It is a single-arm, open, observational study. The subjects with documented T2D diagnosis longer than 3 months with aged from 40 to 80 with HbA1C levels between 7.0% to 11.0% under treatment of premixed insulin, NovoMix® 30 (30% insulin aspart and 70% insulin aspart protamine) with or without combination with metformin were enrolled into the study. The patients with Alanine transaminase (ALT) and Aspartate transaminase (AST) > 3 times normal, and estimated GFR < 30mL/minute/1.73m2, or major systemic disease were excluded from the study.

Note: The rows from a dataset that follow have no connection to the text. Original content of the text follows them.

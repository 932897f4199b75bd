// OPCUA for Rust
// SPDX-License-Identifier: MPL-2.0
// Copyright (C) 2017-2024 Adam Lock

//! The schema driven decoder. Mirrors the encoder: switch predicates decide which fields
//! are present, array fields are preallocated from their length field and bit sized fields
//! are drawn from the bit cache.

use std::io::Read;

use crate::codec::{
    bit::BitReader,
    schema::{Field, FieldType, PrimitiveKind, Schema},
    switch_applies,
    value::{StructValue, Value},
};
use crate::types::{
    encoding::{read_u8, BinaryEncoder, DecodingOptions, EncodingError, EncodingResult},
    status_code::StatusCode,
    ByteString, DateTime, Guid, UAString,
};

/// Reads dynamic record values from an input stream.
pub struct Decoder<'a, S: Read> {
    stream: &'a mut S,
    bits: BitReader,
    decoding_options: &'a DecodingOptions,
}

impl<'a, S: Read> Decoder<'a, S> {
    pub fn new(stream: &'a mut S, decoding_options: &'a DecodingOptions) -> Decoder<'a, S> {
        Decoder {
            stream,
            bits: BitReader::new(),
            decoding_options,
        }
    }

    /// Decodes one logical record described by `schema`.
    pub fn decode(&mut self, schema: &Schema) -> EncodingResult<StructValue> {
        self.decode_struct(schema)
            .map_err(|e| e.in_field(schema.name()))
    }

    fn decode_struct(&mut self, schema: &Schema) -> EncodingResult<StructValue> {
        let mut out = StructValue::new();
        for field in schema.flattened_fields() {
            let applies = switch_applies(field, StatusCode::BadDecodingError, |name| {
                out.get(name)
            })
            .map_err(|e| e.in_field(&field.name))?;
            if !applies {
                continue;
            }

            let v = if field.bit_size > 0 {
                self.decode_bits(field)
            } else if field.length_field.is_some() {
                self.decode_sized_array(field, &out)
            } else {
                self.decode_value(&field.field_type)
            }
            .map_err(|e| e.in_field(&field.name))?;
            out.set(field.name.clone(), v);
        }
        Ok(out)
    }

    fn decode_bits(&mut self, field: &Field) -> EncodingResult<Value> {
        if field.bit_size > 8 {
            return Err(EncodingError::with_cause(
                StatusCode::BadDecodingError,
                format!("invalid bit length {}", field.bit_size),
            ));
        }
        match field.field_type {
            FieldType::Primitive(PrimitiveKind::Byte) => {
                Ok(Value::Byte(self.bits.read(&mut *self.stream, field.bit_size)?))
            }
            _ => Err(EncodingError::with_cause(
                StatusCode::BadDecodingError,
                "bit sized fields must be backed by a byte value",
            )),
        }
    }

    /// Decodes an array field whose element count comes from an earlier length field.
    fn decode_sized_array(&mut self, field: &Field, out: &StructValue) -> EncodingResult<Value> {
        let length_field = field.length_field.as_deref().unwrap();
        let length_value = out.get(length_field).ok_or_else(|| {
            EncodingError::with_cause(
                StatusCode::BadDecodingError,
                format!("length field `{}` has not been decoded yet", length_field),
            )
        })?;
        let len = length_value.as_i64().ok_or_else(|| {
            EncodingError::with_cause(
                StatusCode::BadDecodingError,
                format!(
                    "length field `{}` is not an integer, got {}",
                    length_field,
                    length_value.kind_name()
                ),
            )
        })?;
        if len < 0 {
            return Err(EncodingError::with_cause(
                StatusCode::BadDecodingError,
                format!("length field `{}` is negative", length_field),
            ));
        }
        if len as usize > self.decoding_options.max_array_length {
            error!(
                "Array length {} exceeds decoding limit {}",
                len, self.decoding_options.max_array_length
            );
            return Err(StatusCode::BadDecodingError.into());
        }
        let element_type = match &field.field_type {
            FieldType::Array(element_type) => element_type,
            _ => {
                return Err(EncodingError::with_cause(
                    StatusCode::BadDecodingError,
                    "length field set on a non-array field",
                ))
            }
        };
        let mut values = Vec::with_capacity(len as usize);
        for i in 0..len as usize {
            values.push(self.decode_value(element_type).map_err(|e| e.at_index(i))?);
        }
        Ok(Value::Array(values))
    }

    fn decode_value(&mut self, field_type: &FieldType) -> EncodingResult<Value> {
        match field_type {
            FieldType::Primitive(kind) => self.decode_primitive(*kind),
            FieldType::Array(_) => Err(EncodingError::with_cause(
                StatusCode::BadDecodingError,
                "array field requires a length field",
            )),
            FieldType::Record(schema) => {
                let _depth_lock = self.decoding_options.depth_lock()?;
                Ok(Value::Struct(self.decode_struct(schema)?))
            }
            FieldType::RecursiveRecord(schema) => {
                let schema = schema.upgrade().ok_or_else(|| {
                    EncodingError::with_cause(
                        StatusCode::BadDecodingError,
                        "recursive schema reference is dangling",
                    )
                })?;
                let _depth_lock = self.decoding_options.depth_lock()?;
                Ok(Value::Struct(self.decode_struct(&schema)?))
            }
            FieldType::Union(variants) => {
                let discriminant = read_u8(&mut *self.stream)?;
                let variant = variants
                    .iter()
                    .find(|x| x.discriminant == discriminant)
                    .ok_or_else(|| {
                        EncodingError::with_cause(
                            StatusCode::BadDecodingError,
                            format!("no union variant for discriminant {}", discriminant),
                        )
                    })?;
                let _depth_lock = self.decoding_options.depth_lock()?;
                let value = self.decode_struct(&variant.schema)?;
                Ok(Value::Union {
                    discriminant,
                    value: Box::new(Value::Struct(value)),
                })
            }
        }
    }

    fn decode_primitive(&mut self, kind: PrimitiveKind) -> EncodingResult<Value> {
        let stream = &mut *self.stream;
        let decoding_options = self.decoding_options;
        let v = match kind {
            PrimitiveKind::Bool => Value::Bool(bool::decode(stream, decoding_options)?),
            PrimitiveKind::SByte => Value::SByte(i8::decode(stream, decoding_options)?),
            PrimitiveKind::Byte => Value::Byte(u8::decode(stream, decoding_options)?),
            PrimitiveKind::Int16 => Value::Int16(i16::decode(stream, decoding_options)?),
            PrimitiveKind::UInt16 => Value::UInt16(u16::decode(stream, decoding_options)?),
            PrimitiveKind::Int32 => Value::Int32(i32::decode(stream, decoding_options)?),
            PrimitiveKind::UInt32 => Value::UInt32(u32::decode(stream, decoding_options)?),
            PrimitiveKind::Int64 => Value::Int64(i64::decode(stream, decoding_options)?),
            PrimitiveKind::UInt64 => Value::UInt64(u64::decode(stream, decoding_options)?),
            PrimitiveKind::Float => Value::Float(f32::decode(stream, decoding_options)?),
            PrimitiveKind::Double => Value::Double(f64::decode(stream, decoding_options)?),
            PrimitiveKind::Bit => Value::Bit(self.bits.read(stream, 1)? == 1),
            PrimitiveKind::String => Value::String(UAString::decode(stream, decoding_options)?),
            PrimitiveKind::DateTime => {
                Value::DateTime(DateTime::decode(stream, decoding_options)?)
            }
            PrimitiveKind::Guid => Value::Guid(Guid::decode(stream, decoding_options)?),
            PrimitiveKind::ByteString => {
                Value::ByteString(ByteString::decode(stream, decoding_options)?)
            }
        };
        Ok(v)
    }
}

After enrollment, patients were scheduled for laboratory tests and insertion of CGMS after an 8 to 10 hours NPO. Patients were kept treating with premixed insulin for another week during CGMS insertion by experienced staff. After 1 week, antidiabetic regimen was changed to insulin glargine with an initial dose 40% to 50% of the previous total daily dose of premixed insulin. At the same time liraglutide was also started with an initial dose of 0.6 mg/day with subsequent up-titration to 1.2 mg/day after 1 week, if well tolerated. Repaglinide 1 to 2 mg 3 times per day were prescribed to reach the goal of postprandial glucose level < 180 mg/dL. Insulin glargine dose was regularly up-titrated at weekly interval according to fasting plasma glucose to reach goal of 90 to 130 mg/dL or reaching insulin dose of 50% of patient’s weight. After a total treatment duration of 12 weeks, another CGMS procedure were performed again The glycemic index, clinical cardiovascular risk profiles, safety issues (body weight and hypoglycemia), and GV indices from CGMS before and after 3 months treatment modification was evaluated.
Body mass index (BMI) was calculated as body weight (kg)/height (m2). Systolic blood pressure and diastolic blood pressure were measured in the right arm of seated individuals by using a standard mercury sphygmomanometer.